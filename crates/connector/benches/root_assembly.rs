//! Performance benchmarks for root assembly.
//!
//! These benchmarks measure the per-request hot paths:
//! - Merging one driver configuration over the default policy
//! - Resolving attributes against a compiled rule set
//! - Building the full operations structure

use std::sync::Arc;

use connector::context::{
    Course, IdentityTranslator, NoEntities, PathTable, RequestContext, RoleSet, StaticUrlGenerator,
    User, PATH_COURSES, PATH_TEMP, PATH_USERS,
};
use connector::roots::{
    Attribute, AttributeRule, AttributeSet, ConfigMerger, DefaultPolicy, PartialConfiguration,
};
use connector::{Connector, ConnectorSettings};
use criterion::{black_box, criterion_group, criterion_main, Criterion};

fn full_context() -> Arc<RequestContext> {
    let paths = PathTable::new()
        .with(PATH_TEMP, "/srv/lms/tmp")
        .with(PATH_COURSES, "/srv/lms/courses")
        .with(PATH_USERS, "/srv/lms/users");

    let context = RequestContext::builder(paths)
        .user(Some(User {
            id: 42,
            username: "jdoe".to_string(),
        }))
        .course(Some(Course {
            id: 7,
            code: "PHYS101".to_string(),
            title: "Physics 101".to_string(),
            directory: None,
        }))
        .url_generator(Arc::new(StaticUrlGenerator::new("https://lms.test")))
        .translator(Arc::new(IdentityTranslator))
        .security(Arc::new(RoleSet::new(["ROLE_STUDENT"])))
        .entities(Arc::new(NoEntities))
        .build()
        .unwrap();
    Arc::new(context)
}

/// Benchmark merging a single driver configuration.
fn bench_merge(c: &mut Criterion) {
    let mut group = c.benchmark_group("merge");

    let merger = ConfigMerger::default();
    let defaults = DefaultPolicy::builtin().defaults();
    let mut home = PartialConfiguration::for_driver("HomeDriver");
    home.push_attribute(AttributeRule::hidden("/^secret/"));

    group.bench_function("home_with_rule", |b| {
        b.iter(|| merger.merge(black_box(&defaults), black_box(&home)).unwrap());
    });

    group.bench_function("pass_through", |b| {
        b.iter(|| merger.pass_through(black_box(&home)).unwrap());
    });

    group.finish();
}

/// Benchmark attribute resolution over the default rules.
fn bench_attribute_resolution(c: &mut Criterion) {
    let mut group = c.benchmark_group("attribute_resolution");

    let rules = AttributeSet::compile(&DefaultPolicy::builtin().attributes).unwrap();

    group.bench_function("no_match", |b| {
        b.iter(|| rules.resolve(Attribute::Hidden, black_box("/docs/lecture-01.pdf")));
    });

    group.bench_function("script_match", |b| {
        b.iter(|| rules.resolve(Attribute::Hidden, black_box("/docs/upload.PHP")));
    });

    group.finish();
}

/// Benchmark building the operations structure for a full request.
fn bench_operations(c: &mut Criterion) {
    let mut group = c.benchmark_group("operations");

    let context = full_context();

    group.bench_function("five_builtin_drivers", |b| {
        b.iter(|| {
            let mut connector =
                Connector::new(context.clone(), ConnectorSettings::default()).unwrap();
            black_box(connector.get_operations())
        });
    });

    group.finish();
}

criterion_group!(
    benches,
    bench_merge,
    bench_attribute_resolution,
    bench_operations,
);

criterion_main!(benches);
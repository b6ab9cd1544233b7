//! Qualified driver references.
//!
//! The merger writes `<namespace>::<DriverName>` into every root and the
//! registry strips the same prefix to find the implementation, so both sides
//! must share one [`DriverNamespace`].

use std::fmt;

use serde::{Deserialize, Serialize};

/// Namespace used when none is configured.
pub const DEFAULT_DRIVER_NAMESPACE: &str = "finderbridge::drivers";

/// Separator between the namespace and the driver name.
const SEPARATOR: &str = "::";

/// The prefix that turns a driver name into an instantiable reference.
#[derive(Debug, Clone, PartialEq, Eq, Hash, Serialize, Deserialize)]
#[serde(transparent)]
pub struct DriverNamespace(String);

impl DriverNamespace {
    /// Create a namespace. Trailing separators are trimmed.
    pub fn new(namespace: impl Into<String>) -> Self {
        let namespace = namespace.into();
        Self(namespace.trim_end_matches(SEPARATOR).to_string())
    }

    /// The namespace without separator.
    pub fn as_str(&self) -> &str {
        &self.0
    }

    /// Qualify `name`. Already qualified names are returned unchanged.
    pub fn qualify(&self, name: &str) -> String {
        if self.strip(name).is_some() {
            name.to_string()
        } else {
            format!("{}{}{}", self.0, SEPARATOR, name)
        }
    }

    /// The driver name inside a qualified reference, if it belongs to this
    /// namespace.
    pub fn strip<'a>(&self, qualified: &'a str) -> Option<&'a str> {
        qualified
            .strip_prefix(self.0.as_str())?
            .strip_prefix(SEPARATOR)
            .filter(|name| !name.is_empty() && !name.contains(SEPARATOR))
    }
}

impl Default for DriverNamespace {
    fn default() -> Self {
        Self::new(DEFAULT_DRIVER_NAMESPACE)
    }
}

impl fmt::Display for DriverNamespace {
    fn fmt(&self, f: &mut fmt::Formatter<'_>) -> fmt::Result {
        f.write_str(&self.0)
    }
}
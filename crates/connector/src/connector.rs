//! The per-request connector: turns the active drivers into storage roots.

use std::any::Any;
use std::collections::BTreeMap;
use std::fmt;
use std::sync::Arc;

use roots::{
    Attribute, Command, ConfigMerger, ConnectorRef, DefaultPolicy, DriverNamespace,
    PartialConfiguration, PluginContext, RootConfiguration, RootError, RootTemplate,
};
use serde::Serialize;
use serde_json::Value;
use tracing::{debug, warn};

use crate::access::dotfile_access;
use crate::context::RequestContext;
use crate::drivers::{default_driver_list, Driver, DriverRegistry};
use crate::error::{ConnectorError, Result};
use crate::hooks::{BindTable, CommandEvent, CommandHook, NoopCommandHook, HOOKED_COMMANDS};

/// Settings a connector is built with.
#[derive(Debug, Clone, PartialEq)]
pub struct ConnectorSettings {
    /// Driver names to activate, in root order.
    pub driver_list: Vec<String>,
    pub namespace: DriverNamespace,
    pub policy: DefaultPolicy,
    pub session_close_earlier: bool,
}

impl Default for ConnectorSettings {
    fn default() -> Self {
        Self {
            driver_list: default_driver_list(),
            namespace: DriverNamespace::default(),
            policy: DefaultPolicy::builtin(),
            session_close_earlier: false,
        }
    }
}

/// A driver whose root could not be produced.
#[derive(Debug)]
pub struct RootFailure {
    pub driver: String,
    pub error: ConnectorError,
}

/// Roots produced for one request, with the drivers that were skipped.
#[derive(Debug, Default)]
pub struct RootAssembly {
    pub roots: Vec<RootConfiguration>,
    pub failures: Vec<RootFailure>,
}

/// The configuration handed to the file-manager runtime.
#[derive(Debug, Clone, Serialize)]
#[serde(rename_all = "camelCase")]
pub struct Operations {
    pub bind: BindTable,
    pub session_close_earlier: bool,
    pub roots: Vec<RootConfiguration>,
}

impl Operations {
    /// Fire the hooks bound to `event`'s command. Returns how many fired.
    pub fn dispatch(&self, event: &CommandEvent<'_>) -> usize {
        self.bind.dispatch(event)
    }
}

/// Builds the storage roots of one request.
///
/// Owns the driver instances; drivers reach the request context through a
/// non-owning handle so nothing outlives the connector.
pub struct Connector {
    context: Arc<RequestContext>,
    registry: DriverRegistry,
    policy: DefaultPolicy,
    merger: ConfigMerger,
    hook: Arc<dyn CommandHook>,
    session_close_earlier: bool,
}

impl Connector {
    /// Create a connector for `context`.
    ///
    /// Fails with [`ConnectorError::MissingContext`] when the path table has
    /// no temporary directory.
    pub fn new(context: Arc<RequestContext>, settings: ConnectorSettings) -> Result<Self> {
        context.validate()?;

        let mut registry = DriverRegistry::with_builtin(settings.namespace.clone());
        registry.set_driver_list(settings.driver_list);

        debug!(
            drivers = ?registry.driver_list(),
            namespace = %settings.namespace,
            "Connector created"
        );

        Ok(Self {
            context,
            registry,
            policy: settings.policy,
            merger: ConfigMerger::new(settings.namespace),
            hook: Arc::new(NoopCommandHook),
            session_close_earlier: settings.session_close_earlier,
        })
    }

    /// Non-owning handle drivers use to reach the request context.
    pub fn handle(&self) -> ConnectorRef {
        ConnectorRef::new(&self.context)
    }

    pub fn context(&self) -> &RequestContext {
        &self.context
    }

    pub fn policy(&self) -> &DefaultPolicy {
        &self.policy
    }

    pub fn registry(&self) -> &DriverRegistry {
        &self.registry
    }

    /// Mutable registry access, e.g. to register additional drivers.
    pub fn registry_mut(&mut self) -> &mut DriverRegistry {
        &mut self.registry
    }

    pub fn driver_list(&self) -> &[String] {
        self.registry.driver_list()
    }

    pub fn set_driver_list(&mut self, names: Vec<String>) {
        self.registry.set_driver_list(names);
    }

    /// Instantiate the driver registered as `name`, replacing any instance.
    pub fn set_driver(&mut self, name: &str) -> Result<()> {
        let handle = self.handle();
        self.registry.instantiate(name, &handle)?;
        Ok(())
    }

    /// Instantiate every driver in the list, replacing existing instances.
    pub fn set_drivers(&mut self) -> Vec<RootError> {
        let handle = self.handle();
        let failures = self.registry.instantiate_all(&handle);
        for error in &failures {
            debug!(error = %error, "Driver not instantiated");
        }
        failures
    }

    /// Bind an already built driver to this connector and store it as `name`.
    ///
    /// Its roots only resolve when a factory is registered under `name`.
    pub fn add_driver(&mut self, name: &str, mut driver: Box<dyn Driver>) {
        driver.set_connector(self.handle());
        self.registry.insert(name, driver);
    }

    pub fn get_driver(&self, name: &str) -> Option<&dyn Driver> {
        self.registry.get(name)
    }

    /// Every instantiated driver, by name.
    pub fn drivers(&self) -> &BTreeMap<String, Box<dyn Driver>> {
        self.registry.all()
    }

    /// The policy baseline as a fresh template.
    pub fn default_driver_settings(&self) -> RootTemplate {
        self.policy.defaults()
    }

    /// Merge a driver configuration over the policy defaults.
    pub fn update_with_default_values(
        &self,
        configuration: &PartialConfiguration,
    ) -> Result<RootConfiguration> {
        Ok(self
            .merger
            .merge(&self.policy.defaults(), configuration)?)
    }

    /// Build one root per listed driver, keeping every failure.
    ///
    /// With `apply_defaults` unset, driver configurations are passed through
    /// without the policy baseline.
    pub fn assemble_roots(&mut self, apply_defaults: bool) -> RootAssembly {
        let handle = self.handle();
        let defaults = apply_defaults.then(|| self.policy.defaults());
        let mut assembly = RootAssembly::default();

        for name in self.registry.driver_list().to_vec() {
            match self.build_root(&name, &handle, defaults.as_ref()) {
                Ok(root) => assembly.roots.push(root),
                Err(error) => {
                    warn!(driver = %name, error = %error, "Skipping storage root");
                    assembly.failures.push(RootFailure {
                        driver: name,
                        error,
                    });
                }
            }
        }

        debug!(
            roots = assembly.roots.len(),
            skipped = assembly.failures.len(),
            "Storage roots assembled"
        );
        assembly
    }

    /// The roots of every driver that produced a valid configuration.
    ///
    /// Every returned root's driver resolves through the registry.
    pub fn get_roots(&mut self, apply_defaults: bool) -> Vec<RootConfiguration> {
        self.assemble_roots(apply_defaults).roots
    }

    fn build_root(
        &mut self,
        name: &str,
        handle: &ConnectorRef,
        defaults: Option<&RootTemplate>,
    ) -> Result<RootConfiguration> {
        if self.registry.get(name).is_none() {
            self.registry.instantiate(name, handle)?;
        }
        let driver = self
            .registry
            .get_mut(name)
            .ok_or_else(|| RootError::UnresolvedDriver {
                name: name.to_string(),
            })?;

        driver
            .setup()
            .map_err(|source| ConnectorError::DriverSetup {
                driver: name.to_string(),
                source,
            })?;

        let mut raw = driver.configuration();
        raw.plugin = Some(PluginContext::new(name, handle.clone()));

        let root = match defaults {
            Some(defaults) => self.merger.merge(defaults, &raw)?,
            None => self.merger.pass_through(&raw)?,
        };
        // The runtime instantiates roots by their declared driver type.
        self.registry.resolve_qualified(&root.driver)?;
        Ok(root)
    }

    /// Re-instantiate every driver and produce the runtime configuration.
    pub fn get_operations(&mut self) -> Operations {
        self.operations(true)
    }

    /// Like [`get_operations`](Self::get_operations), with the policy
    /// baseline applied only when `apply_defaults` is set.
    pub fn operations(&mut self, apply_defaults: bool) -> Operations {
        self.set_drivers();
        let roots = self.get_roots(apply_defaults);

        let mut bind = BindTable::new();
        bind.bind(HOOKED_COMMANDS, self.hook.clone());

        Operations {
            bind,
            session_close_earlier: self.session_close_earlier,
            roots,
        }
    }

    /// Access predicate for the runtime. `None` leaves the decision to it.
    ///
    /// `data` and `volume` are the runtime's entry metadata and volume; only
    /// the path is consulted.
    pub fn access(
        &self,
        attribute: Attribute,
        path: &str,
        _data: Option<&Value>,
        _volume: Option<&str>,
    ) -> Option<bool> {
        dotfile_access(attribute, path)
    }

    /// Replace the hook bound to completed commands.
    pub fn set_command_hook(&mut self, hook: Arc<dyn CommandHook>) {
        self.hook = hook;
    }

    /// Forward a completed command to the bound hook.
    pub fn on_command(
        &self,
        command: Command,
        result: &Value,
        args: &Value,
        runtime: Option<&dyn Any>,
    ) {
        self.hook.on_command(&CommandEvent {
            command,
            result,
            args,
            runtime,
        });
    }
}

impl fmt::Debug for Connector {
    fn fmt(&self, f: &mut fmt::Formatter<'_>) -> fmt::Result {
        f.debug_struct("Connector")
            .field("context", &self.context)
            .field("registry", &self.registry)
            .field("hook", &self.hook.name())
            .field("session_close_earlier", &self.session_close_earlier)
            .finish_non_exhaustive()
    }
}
=====
What is required:
The answer must be every line of the records above that holds the word "DriverRegistry".

Exercise solution:
use crate::drivers::{default_driver_list, Driver, DriverRegistry};
    registry: DriverRegistry,
        let mut registry = DriverRegistry::with_builtin(settings.namespace.clone());
    pub fn registry(&self) -> &DriverRegistry {
    pub fn registry_mut(&mut self) -> &mut DriverRegistry {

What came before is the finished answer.